▶ **Activity**:
The lines needed are those from the start of the records through the line holding "pub type Service", each copied exactly.

▶ **Exercise materials**:
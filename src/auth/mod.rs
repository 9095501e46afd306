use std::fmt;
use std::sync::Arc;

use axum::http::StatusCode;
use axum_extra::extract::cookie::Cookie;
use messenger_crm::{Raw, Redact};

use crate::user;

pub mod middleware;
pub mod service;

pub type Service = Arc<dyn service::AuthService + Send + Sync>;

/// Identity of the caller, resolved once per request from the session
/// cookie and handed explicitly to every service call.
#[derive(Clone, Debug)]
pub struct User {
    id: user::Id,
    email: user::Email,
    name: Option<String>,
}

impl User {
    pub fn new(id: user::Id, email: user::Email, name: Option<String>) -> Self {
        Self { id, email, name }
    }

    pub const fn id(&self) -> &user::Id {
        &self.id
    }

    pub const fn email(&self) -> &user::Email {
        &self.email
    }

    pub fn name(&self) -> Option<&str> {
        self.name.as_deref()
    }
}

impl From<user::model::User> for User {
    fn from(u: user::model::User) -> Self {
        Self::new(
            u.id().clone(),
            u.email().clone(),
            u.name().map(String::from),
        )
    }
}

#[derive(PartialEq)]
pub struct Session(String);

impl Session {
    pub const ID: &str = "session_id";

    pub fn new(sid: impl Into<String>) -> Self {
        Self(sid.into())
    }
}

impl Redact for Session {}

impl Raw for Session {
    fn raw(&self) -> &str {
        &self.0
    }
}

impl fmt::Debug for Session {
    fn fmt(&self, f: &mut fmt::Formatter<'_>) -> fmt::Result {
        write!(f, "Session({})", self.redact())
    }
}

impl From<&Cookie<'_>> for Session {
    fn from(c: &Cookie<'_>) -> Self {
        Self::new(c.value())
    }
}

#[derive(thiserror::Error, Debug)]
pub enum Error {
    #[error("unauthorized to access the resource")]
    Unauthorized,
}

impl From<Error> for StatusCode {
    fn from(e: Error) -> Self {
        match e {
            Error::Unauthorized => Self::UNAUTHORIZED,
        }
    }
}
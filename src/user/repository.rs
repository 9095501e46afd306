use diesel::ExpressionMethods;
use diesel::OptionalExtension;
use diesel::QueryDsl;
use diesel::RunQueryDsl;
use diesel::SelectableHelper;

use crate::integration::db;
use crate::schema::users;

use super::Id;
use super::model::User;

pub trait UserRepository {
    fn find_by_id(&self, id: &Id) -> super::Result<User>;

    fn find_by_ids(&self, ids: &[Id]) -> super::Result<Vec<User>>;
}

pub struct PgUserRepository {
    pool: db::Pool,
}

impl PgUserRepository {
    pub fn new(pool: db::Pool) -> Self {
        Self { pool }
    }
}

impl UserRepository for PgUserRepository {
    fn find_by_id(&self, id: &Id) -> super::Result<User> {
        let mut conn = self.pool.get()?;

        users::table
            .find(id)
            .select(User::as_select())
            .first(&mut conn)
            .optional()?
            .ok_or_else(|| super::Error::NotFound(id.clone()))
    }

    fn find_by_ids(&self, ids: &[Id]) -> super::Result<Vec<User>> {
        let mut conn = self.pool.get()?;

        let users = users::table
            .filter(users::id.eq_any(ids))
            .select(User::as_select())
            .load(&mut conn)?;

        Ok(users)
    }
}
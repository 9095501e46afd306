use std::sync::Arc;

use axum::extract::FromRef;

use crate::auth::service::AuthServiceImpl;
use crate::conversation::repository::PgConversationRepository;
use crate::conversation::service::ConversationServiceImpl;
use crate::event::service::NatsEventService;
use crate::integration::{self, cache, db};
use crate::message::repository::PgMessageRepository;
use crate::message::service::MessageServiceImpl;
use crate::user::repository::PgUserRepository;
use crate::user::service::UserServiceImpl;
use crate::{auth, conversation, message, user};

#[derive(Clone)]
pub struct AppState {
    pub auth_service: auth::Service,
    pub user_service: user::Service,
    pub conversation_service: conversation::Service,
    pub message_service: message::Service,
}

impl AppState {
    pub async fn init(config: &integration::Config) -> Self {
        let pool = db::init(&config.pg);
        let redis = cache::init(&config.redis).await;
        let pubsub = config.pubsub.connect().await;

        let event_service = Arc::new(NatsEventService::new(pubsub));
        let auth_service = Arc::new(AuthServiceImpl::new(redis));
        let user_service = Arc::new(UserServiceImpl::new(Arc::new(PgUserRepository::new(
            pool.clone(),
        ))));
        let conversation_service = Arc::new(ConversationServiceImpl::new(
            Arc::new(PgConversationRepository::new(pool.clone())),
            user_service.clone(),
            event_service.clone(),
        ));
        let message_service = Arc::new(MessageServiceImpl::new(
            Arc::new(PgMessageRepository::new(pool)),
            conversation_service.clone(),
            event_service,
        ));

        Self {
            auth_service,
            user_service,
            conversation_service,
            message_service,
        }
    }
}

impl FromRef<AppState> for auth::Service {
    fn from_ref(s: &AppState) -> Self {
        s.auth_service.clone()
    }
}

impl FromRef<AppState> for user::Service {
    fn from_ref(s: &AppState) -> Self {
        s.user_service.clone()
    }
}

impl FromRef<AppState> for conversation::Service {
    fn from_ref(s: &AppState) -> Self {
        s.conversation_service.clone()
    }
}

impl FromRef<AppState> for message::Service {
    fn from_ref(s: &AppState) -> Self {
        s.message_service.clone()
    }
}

▶ **Solution to the exercise**:
filename src/auth/mod.rs
repository 9095501e46afd306
use std::fmt;
use std::sync::Arc;

use axum::http::StatusCode;
use axum_extra::extract::cookie::Cookie;
use messenger_crm::{Raw, Redact};

use crate::user;

pub mod middleware;
pub mod service;

pub type Service = Arc<dyn service::AuthService + Send + Sync>;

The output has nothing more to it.